▸ **Raw data**
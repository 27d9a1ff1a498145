use crate::errors::AppError;
use crate::models::{
    AddLectureRequest, AppData, AttendanceStatus, Day, DayLecture, DayResponse,
    DeleteLectureRequest, EditLectureRequest, ExtraLectureRequest, FuturePlan,
    InitialAttendance, Lecture, LectureId, LectureSpec, MarkAttendanceRequest,
    MoveLectureRequest, OverviewResponse,
    PlanKey, PlanMarkAllRequest, PlanToggleRequest, ProjectionResponse, RecordKey,
    SubjectStats, SubjectsResponse, Timetable, WeekDayStatus, WeekResponse,
};
use crate::state::AppState;
use crate::stats;
use axum::{
    extract::{Path, State},
    Json,
};
use chrono::{Duration, NaiveDate};

// ---- timetable ----

pub async fn add_lecture(
    State(state): State<AppState>,
    Json(payload): Json<AddLectureRequest>,
) -> Result<Json<Lecture>, AppError> {
    let subject = payload.subject.trim();
    if subject.is_empty() {
        return Err(AppError::bad_request("subject name must not be empty"));
    }

    let lecture = Lecture {
        id: LectureId::generate(),
        subject: subject.to_string(),
        kind: payload.kind,
        is_extra: false,
    };

    let mut data = state.data.lock().await;
    data.timetable
        .entry(payload.day)
        .or_default()
        .push(lecture.clone());
    drop(data);

    state.schedule_save().await;
    Ok(Json(lecture))
}

/// Replace a day's column wholesale (the bulk editor). Rows without a
/// subject are dropped; at least one must survive.
pub async fn set_day(
    State(state): State<AppState>,
    Path(day): Path<Day>,
    Json(rows): Json<Vec<LectureSpec>>,
) -> Result<Json<Vec<Lecture>>, AppError> {
    let lectures: Vec<Lecture> = rows
        .into_iter()
        .filter(|row| !row.subject.trim().is_empty())
        .map(|row| Lecture {
            id: LectureId::generate(),
            subject: row.subject.trim().to_string(),
            kind: row.kind,
            is_extra: false,
        })
        .collect();

    if lectures.is_empty() {
        return Err(AppError::bad_request(
            "at least one lecture with a subject name is required",
        ));
    }

    let mut data = state.data.lock().await;
    data.timetable.insert(day, lectures.clone());
    drop(data);

    state.schedule_save().await;
    Ok(Json(lectures))
}

pub async fn edit_lecture(
    State(state): State<AppState>,
    Json(payload): Json<EditLectureRequest>,
) -> Result<Json<Lecture>, AppError> {
    let subject = payload.subject.trim();
    if subject.is_empty() {
        return Err(AppError::bad_request("subject name must not be empty"));
    }

    let mut data = state.data.lock().await;
    let lecture = data
        .timetable
        .get_mut(&payload.day)
        .and_then(|column| column.iter_mut().find(|lecture| lecture.id == payload.id))
        .ok_or_else(|| AppError::not_found("no such lecture on that day"))?;
    lecture.subject = subject.to_string();
    lecture.kind = payload.kind;
    let updated = lecture.clone();
    drop(data);

    state.schedule_save().await;
    Ok(Json(updated))
}

pub async fn delete_lecture(
    State(state): State<AppState>,
    Json(payload): Json<DeleteLectureRequest>,
) -> Result<Json<Vec<Lecture>>, AppError> {
    let mut data = state.data.lock().await;
    if let Some(column) = data.timetable.get_mut(&payload.day) {
        column.retain(|lecture| lecture.id != payload.id);
    }
    if data.timetable.get(&payload.day).is_some_and(Vec::is_empty) {
        data.timetable.remove(&payload.day);
    }
    let remaining = data
        .timetable
        .get(&payload.day)
        .cloned()
        .unwrap_or_default();
    drop(data);

    state.schedule_save().await;
    Ok(Json(remaining))
}

/// Swap a lecture with its neighbor within its day. Out-of-range moves are
/// no-ops.
pub async fn move_lecture(
    State(state): State<AppState>,
    Json(payload): Json<MoveLectureRequest>,
) -> Result<Json<Vec<Lecture>>, AppError> {
    let mut data = state.data.lock().await;
    if let Some(column) = data.timetable.get_mut(&payload.day) {
        if payload.index < column.len() {
            let target = payload.index as i64 + payload.direction as i64;
            if target >= 0 && (target as usize) < column.len() {
                column.swap(payload.index, target as usize);
            }
        }
    }
    let column = data
        .timetable
        .get(&payload.day)
        .cloned()
        .unwrap_or_default();
    drop(data);

    state.schedule_save().await;
    Ok(Json(column))
}

pub async fn export_timetable(State(state): State<AppState>) -> Json<Timetable> {
    let data = state.data.lock().await;
    Json(data.timetable.clone())
}

/// Wholesale timetable replacement. Anything that parses as a timetable
/// mapping is accepted; attendance records pointing at vanished lectures
/// simply stop contributing to subject breakdowns.
pub async fn import_timetable(
    State(state): State<AppState>,
    Json(timetable): Json<Timetable>,
) -> Result<Json<Timetable>, AppError> {
    let mut data = state.data.lock().await;
    data.timetable = timetable.clone();
    drop(data);

    state.schedule_save().await;
    Ok(Json(timetable))
}

// ---- extra lectures ----

pub async fn add_extra_lecture(
    State(state): State<AppState>,
    Json(payload): Json<ExtraLectureRequest>,
) -> Result<Json<Lecture>, AppError> {
    let subject = payload.subject.trim();
    if subject.is_empty() {
        return Err(AppError::bad_request("subject name must not be empty"));
    }

    let lecture = Lecture {
        id: LectureId::generate(),
        subject: subject.to_string(),
        kind: payload.kind,
        is_extra: true,
    };

    let mut data = state.data.lock().await;
    data.extra_lectures
        .entry(payload.date)
        .or_default()
        .push(lecture.clone());
    drop(data);

    state.schedule_save().await;
    Ok(Json(lecture))
}

// ---- attendance ----

pub async fn mark_attendance(
    State(state): State<AppState>,
    Json(payload): Json<MarkAttendanceRequest>,
) -> Result<Json<DayResponse>, AppError> {
    let mut data = state.data.lock().await;
    let scheduled = stats::lectures_on(&data, payload.date)
        .iter()
        .any(|lecture| lecture.id == payload.lecture_id);
    if !scheduled {
        return Err(AppError::not_found("no such lecture on that date"));
    }

    let key = RecordKey {
        date: payload.date,
        lecture: payload.lecture_id,
    };
    match payload.status {
        Some(status) => {
            data.attendance.insert(key, status);
        }
        None => {
            data.attendance.remove(&key);
        }
    }
    let response = day_response(&data, payload.date);
    drop(data);

    state.schedule_save().await;
    Ok(Json(response))
}

// ---- initial attendance ----

pub async fn put_initial_attendance(
    State(state): State<AppState>,
    Json(tallies): Json<InitialAttendance>,
) -> Result<Json<OverviewResponse>, AppError> {
    if tallies.is_empty() {
        return Err(AppError::bad_request("add at least one subject"));
    }
    for (display_name, tally) in &tallies {
        if display_name.trim().is_empty() {
            return Err(AppError::bad_request("subject name must not be empty"));
        }
        if tally.attended > tally.conducted {
            return Err(AppError::bad_request(format!(
                "attended cannot exceed conducted for {display_name}"
            )));
        }
    }

    let mut data = state.data.lock().await;
    data.initial_attendance = tallies;
    let response = overview_response(&data);
    drop(data);

    state.schedule_save().await;
    Ok(Json(response))
}

// ---- read surface ----

pub async fn get_overview(State(state): State<AppState>) -> Json<OverviewResponse> {
    let data = state.data.lock().await;
    Json(overview_response(&data))
}

pub async fn get_subjects(State(state): State<AppState>) -> Json<SubjectsResponse> {
    let data = state.data.lock().await;
    let subjects = stats::subject_breakdown(&data)
        .into_iter()
        .map(|(display_name, totals)| SubjectStats {
            display_name,
            conducted: totals.conducted,
            attended: totals.attended,
            percentage: totals.percentage,
            band: stats::projection_band(totals.percentage),
        })
        .collect();
    Json(SubjectsResponse { subjects })
}

pub async fn get_day(
    State(state): State<AppState>,
    Path(date): Path<NaiveDate>,
) -> Json<DayResponse> {
    let data = state.data.lock().await;
    Json(day_response(&data, date))
}

/// Status dots for the Sunday-start week containing the given date.
pub async fn get_week(
    State(state): State<AppState>,
    Path(date): Path<NaiveDate>,
) -> Json<WeekResponse> {
    let data = state.data.lock().await;
    let start = stats::week_start(date);
    let days = (0..7)
        .map(|offset| {
            let date = start + Duration::days(offset);
            WeekDayStatus {
                date,
                day: date.format("%A").to_string(),
                status: stats::date_status(&data, date),
            }
        })
        .collect();
    Json(WeekResponse {
        start,
        end: start + Duration::days(6),
        days,
    })
}

pub async fn get_data(State(state): State<AppState>) -> Json<AppData> {
    let data = state.data.lock().await;
    Json(data.clone())
}

/// Whole-state replacement, the write half of the load/save pair. Last
/// write wins; there is no merging.
pub async fn put_data(
    State(state): State<AppState>,
    Json(new_data): Json<AppData>,
) -> Result<Json<OverviewResponse>, AppError> {
    let mut data = state.data.lock().await;
    *data = new_data;
    let response = overview_response(&data);
    drop(data);

    state.schedule_save().await;
    Ok(Json(response))
}

// ---- future planner ----

pub async fn plan_toggle(
    State(state): State<AppState>,
    Json(payload): Json<PlanToggleRequest>,
) -> Result<Json<ProjectionResponse>, AppError> {
    let data = state.data.lock().await;
    let slot_exists = data
        .timetable
        .get(&payload.day)
        .is_some_and(|column| column.iter().any(|lecture| lecture.id == payload.lecture_id));
    if !slot_exists {
        return Err(AppError::not_found("no such lecture on that day"));
    }

    let key = PlanKey {
        day: payload.day,
        lecture: payload.lecture_id,
    };
    let mut plan = state.plan.lock().await;
    match AttendanceStatus::cycle(plan.get(&key).copied()) {
        Some(next) => {
            plan.insert(key, next);
        }
        None => {
            plan.remove(&key);
        }
    }

    Ok(Json(projection_response(&data, &plan)))
}

pub async fn plan_mark_all(
    State(state): State<AppState>,
    Json(payload): Json<PlanMarkAllRequest>,
) -> Result<Json<ProjectionResponse>, AppError> {
    if payload.status == AttendanceStatus::NotConducted {
        return Err(AppError::bad_request(
            "mark-all only supports attended or absent",
        ));
    }

    let data = state.data.lock().await;
    let mut plan = state.plan.lock().await;
    for (day, column) in &data.timetable {
        for lecture in column {
            plan.insert(
                PlanKey {
                    day: *day,
                    lecture: lecture.id,
                },
                payload.status,
            );
        }
    }

    Ok(Json(projection_response(&data, &plan)))
}

pub async fn plan_clear(State(state): State<AppState>) -> Json<ProjectionResponse> {
    let data = state.data.lock().await;
    let mut plan = state.plan.lock().await;
    plan.clear();
    Json(projection_response(&data, &plan))
}

pub async fn get_projection(State(state): State<AppState>) -> Json<ProjectionResponse> {
    let data = state.data.lock().await;
    let plan = state.plan.lock().await;
    Json(projection_response(&data, &plan))
}

// ---- response assembly ----

fn overview_response(data: &AppData) -> OverviewResponse {
    let totals = stats::overall_stats(data);
    OverviewResponse {
        conducted: totals.conducted,
        attended: totals.attended,
        percentage: totals.percentage,
        required_for_75: stats::required_for_75(totals.conducted, totals.attended),
        band: stats::overall_band(totals.percentage),
        subjects: stats::subject_count(data),
    }
}

fn day_response(data: &AppData, date: NaiveDate) -> DayResponse {
    let lectures = stats::lectures_on(data, date)
        .into_iter()
        .map(|lecture| DayLecture {
            id: lecture.id,
            subject: lecture.subject.clone(),
            kind: lecture.kind,
            is_extra: lecture.is_extra,
            status: data
                .attendance
                .get(&RecordKey {
                    date,
                    lecture: lecture.id,
                })
                .copied(),
        })
        .collect();

    DayResponse {
        date,
        day: Day::from_date(date),
        status: stats::date_status(data, date),
        lectures,
    }
}

fn projection_response(data: &AppData, plan: &FuturePlan) -> ProjectionResponse {
    let projection = stats::project_future(data, plan);
    ProjectionResponse {
        current_percentage: projection.current.percentage,
        projected_percentage: projection.projected_percentage,
        band: stats::projection_band(projection.projected_percentage),
        planned_conducted: projection.planned_conducted,
        planned_attended: projection.planned_attended,
    }
}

▸ **Task to carry out**
Look for the string "AppData" in the records, and copy every line where it is found.

▸ **Answer area**
    AddLectureRequest, AppData, AttendanceStatus, Day, DayLecture, DayResponse,
pub async fn get_data(State(state): State<AppState>) -> Json<AppData> {
    Json(new_data): Json<AppData>,
fn overview_response(data: &AppData) -> OverviewResponse {
fn day_response(data: &AppData, date: NaiveDate) -> DayResponse {
fn projection_response(data: &AppData, plan: &FuturePlan) -> ProjectionResponse {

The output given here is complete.